Lorraine. The love of my life. My dear, sweet ginger. You are a gem,a lady I will never forget. You are the most perfect of all the nunjas to ever exist. I cannot tell you how happy I am to be able to say with complete certainty that everything is dream.

Monday, September 20, 2010

Schoolin'

I spend a lot of time thinking about school. I spend a lot of time actually at school. I spend a lot of time doing school work.

I spent most of tonight reading Oedipus. Yeah, the one where the guy kills his father and then marries his mother and she bears his children and they live happily for almost ever after until he realizes it even though he's been trying to avoid it his whole life.

Let's just say I would rather have been watching the football game.

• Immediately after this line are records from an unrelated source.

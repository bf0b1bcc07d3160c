//! Budget state
//!
//! The income figure plus the ordered list of expense categories. Insertion
//! order is display order.

use super::category::Category;
use super::ids::CategoryId;

/// Income and expense categories for one budget
#[derive(Debug, Clone, PartialEq, Default)]
pub struct BudgetState {
    /// Income the categories are measured against
    pub income: f64,

    /// Expense categories in display order
    pub categories: Vec<Category>,
}

impl BudgetState {
    /// Create an empty state (no income, no categories)
    pub fn new() -> Self {
        Self::default()
    }

    /// Sum of every category amount
    pub fn total_expenses(&self) -> f64 {
        self.categories.iter().map(|c| c.amount).sum()
    }

    /// Income left after expenses; negative when overspent
    pub fn remaining(&self) -> f64 {
        self.income - self.total_expenses()
    }

    /// Get a category by ID
    pub fn category(&self, id: CategoryId) -> Option<&Category> {
        self.categories.iter().find(|c| c.id == id)
    }

    /// Get a mutable category by ID
    pub fn category_mut(&mut self, id: CategoryId) -> Option<&mut Category> {
        self.categories.iter_mut().find(|c| c.id == id)
    }

    /// Get a category by exact (case-sensitive) name
    pub fn category_by_name(&self, name: &str) -> Option<&Category> {
        self.categories.iter().find(|c| c.name == name)
    }

    /// Whether a live category already uses this name
    pub fn has_category_named(&self, name: &str) -> bool {
        self.category_by_name(name).is_some()
    }

    /// Ids of every live category
    pub fn category_ids(&self) -> impl Iterator<Item = CategoryId> + '_ {
        self.categories.iter().map(|c| c.id)
    }

    /// Check if the state is empty
    pub fn is_empty(&self) -> bool {
        self.income == 0.0 && self.categories.is_empty()
    }
}
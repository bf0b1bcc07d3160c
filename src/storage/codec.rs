//! Persistence codec for the budget state
//!
//! The state is stored as JSON: `{"income": <number>, "categories":
//! [{"id", "name", "amount"}]}`. Loading never fails on bad data; anything
//! that can't be decoded is treated as a fresh start.

use std::collections::HashSet;

use serde::{Deserialize, Serialize};
use tracing::{debug, warn};

use crate::error::{BudgetError, BudgetResult};
use crate::models::{BudgetState, Category, CategoryValidationError};

use super::store::KeyValueStore;

#[derive(Serialize)]
struct SnapshotRef<'a> {
    income: f64,
    categories: &'a [Category],
}

/// Missing or `null` fields default individually
#[derive(Deserialize)]
struct Snapshot {
    #[serde(default)]
    income: Option<f64>,
    #[serde(default, alias = "expenses")]
    categories: Option<Vec<Category>>,
}

/// Serialize a state to its stored form
pub fn encode(state: &BudgetState) -> BudgetResult<String> {
    let snapshot = SnapshotRef {
        income: state.income,
        categories: &state.categories,
    };
    Ok(serde_json::to_string(&snapshot)?)
}

/// Decode a stored state
///
/// Fails with [`BudgetError::CorruptState`] if the payload isn't JSON or a
/// field has the wrong type. Decoded values that break state invariants are
/// repaired rather than rejected.
pub fn decode(raw: &str) -> BudgetResult<BudgetState> {
    let snapshot: Snapshot =
        serde_json::from_str(raw).map_err(|e| BudgetError::CorruptState(e.to_string()))?;

    Ok(sanitize(
        snapshot.income.unwrap_or(0.0),
        snapshot.categories.unwrap_or_default(),
    ))
}

/// Write `state` to the store under `key`
pub fn save<S: KeyValueStore + ?Sized>(
    store: &mut S,
    key: &str,
    state: &BudgetState,
) -> BudgetResult<()> {
    let payload = encode(state)?;
    store.set(key, payload)?;
    debug!(
        key,
        income = state.income,
        categories = state.categories.len(),
        "saved budget state"
    );
    Ok(())
}

/// Read the state stored under `key`
///
/// An absent or corrupt entry yields the default state. Only failures of the
/// store itself are returned as errors.
pub fn load<S: KeyValueStore + ?Sized>(store: &S, key: &str) -> BudgetResult<BudgetState> {
    let Some(raw) = store.get(key)? else {
        debug!(key, "no saved budget state, starting fresh");
        return Ok(BudgetState::default());
    };

    match decode(&raw) {
        Ok(state) => {
            debug!(
                key,
                income = state.income,
                categories = state.categories.len(),
                "loaded budget state"
            );
            Ok(state)
        }
        Err(e) => {
            warn!(key, error = %e, "discarding unreadable budget state");
            Ok(BudgetState::default())
        }
    }
}

fn sanitize(income: f64, categories: Vec<Category>) -> BudgetState {
    let income = if income.is_finite() && income >= 0.0 {
        income
    } else {
        warn!(income, "stored income is invalid, resetting to 0");
        0.0
    };

    let mut names = HashSet::new();
    let mut ids = HashSet::new();
    let mut kept = Vec::with_capacity(categories.len());

    for mut category in categories {
        match category.validate() {
            Ok(()) => {}
            Err(CategoryValidationError::EmptyName) => {
                warn!(id = %category.id, "dropping stored category with empty name");
                continue;
            }
            Err(e @ CategoryValidationError::InvalidAmount(_)) => {
                warn!(name = %category.name, error = %e, "stored amount is invalid, resetting to 0");
                category.amount = 0.0;
            }
        }
        if !ids.insert(category.id) {
            warn!(id = %category.id, "dropping stored category with duplicate id");
            continue;
        }
        if !names.insert(category.name.clone()) {
            warn!(name = %category.name, "dropping stored category with duplicate name");
            continue;
        }
        kept.push(category);
    }

    BudgetState {
        income,
        categories: kept,
    }
}

#[cfg(test)]
mod tests {
    use super::*;
    use crate::models::CategoryId;
    use crate::storage::MemoryStore;

    const KEY: &str = "expenseData";

    fn sample() -> BudgetState {
        BudgetState {
            income: 1234.56,
            categories: vec![
                Category::with_amount(CategoryId::from_raw(30), "Rent", 600.0),
                Category::with_amount(CategoryId::from_raw(10), "Food", 0.1),
                Category::new(CategoryId::from_raw(20), "Fun"),
            ],
        }
    }

    #[test]
    fn test_round_trip_preserves_order_and_fields() {
        let mut store = MemoryStore::new();
        let state = sample();

        save(&mut store, KEY, &state).unwrap();
        assert_eq!(load(&store, KEY).unwrap(), state);
    }

    #[test]
    fn test_encoded_shape() {
        let state = BudgetState {
            income: 100.0,
            categories: vec![Category::with_amount(CategoryId::from_raw(7), "Food", 25.5)],
        };
        let value: serde_json::Value = serde_json::from_str(&encode(&state).unwrap()).unwrap();

        assert_eq!(value["income"], 100.0);
        assert_eq!(value["categories"][0]["id"], 7);
        assert_eq!(value["categories"][0]["name"], "Food");
        assert_eq!(value["categories"][0]["amount"], 25.5);
    }

    #[test]
    fn test_missing_key_loads_default() {
        let store = MemoryStore::new();
        assert_eq!(load(&store, KEY).unwrap(), BudgetState::default());
    }

    #[test]
    fn test_corrupt_payload_loads_default() {
        let mut store = MemoryStore::new();

        for raw in ["not json", "null", "42", r#"{"income": "lots"}"#, r#"{"categories": [{"id": "x", "name": "A"}]}"#] {
            store.set(KEY, raw.to_string()).unwrap();
            assert_eq!(load(&store, KEY).unwrap(), BudgetState::default(), "payload: {}", raw);
        }
    }

    #[test]
    fn test_decode_reports_corruption() {
        assert!(matches!(
            decode("{").unwrap_err(),
            BudgetError::CorruptState(_)
        ));
    }

    #[test]
    fn test_missing_fields_default_individually() {
        let state = decode(r#"{"categories": [{"id": 1, "name": "Food", "amount": 5}]}"#).unwrap();
        assert_eq!(state.income, 0.0);
        assert_eq!(state.categories.len(), 1);

        let state = decode(r#"{"income": 800}"#).unwrap();
        assert_eq!(state.income, 800.0);
        assert!(state.categories.is_empty());

        let state = decode(r#"{"income": null, "categories": null}"#).unwrap();
        assert_eq!(state, BudgetState::default());
    }

    #[test]
    fn test_legacy_expenses_field() {
        let state =
            decode(r#"{"income": 1000, "expenses": [{"id": 1700000000000, "name": "Rent", "amount": 600}]}"#)
                .unwrap();
        assert_eq!(state.categories[0].name, "Rent");
        assert_eq!(state.categories[0].id, CategoryId::from_raw(1700000000000));
    }

    #[test]
    fn test_sanitizes_invalid_values() {
        let state = decode(
            r#"{"income": -5, "categories": [
                {"id": 1, "name": "Food", "amount": -3},
                {"id": 2, "name": "Food", "amount": 4},
                {"id": 1, "name": "Rent", "amount": 4},
                {"id": 3, "name": " ", "amount": 4},
                {"id": 4, "name": "Gym", "amount": 9}
            ]}"#,
        )
        .unwrap();

        assert_eq!(state.income, 0.0);
        let names: Vec<_> = state.categories.iter().map(|c| c.name.as_str()).collect();
        assert_eq!(names, ["Food", "Gym"]);
        assert_eq!(state.categories[0].amount, 0.0);
    }
}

School is important. I love school. And yet some times I wish I could be as smart as I am without having done any of it. I realize this is completely impossible because without the events of my life thus far I doubt I would even be here writing this. College has really made me appreciate the education I received as a child. Whether it be in social situations or in classroom situations, I know how to handle myself.

There are just days where I wish things could go back to the dynamic of freshman year. Well, more like I wish the same people were around and we could do some of the same things and lots of other new things, too. Fridays and Saturdays freshman year were ridiculous and lovely in the best ways possible. Every day really had something great to offer. The people around me were so utterly fantastic that I could not even begin to imagine life without them, even if right now all we have are letters. [Speaking of which, I got one today and it lifted my heart like only a letter can.]

Sophomore year has been going quite well, actually. I've been staying on top of my school work. I'm not behind on YouTube; though, I do wish I had more alone time to film a video or two. The friend machine has even been put into motion. I've mentioned before my affinity for guy friends and this past weekend has given me hope for the development. Any guy friends I make have a lot to live up to, though. [I don't think anyone will ever replace the perfect man w/ gentle hair & soft as silk hands. And yes, this is an inside joke w/ my best boy_friend of last year. And no, he won't ever be reading this.] Things are as they seemingly should be.

And yet . . .

Maybe how things should be isn't how they need to be.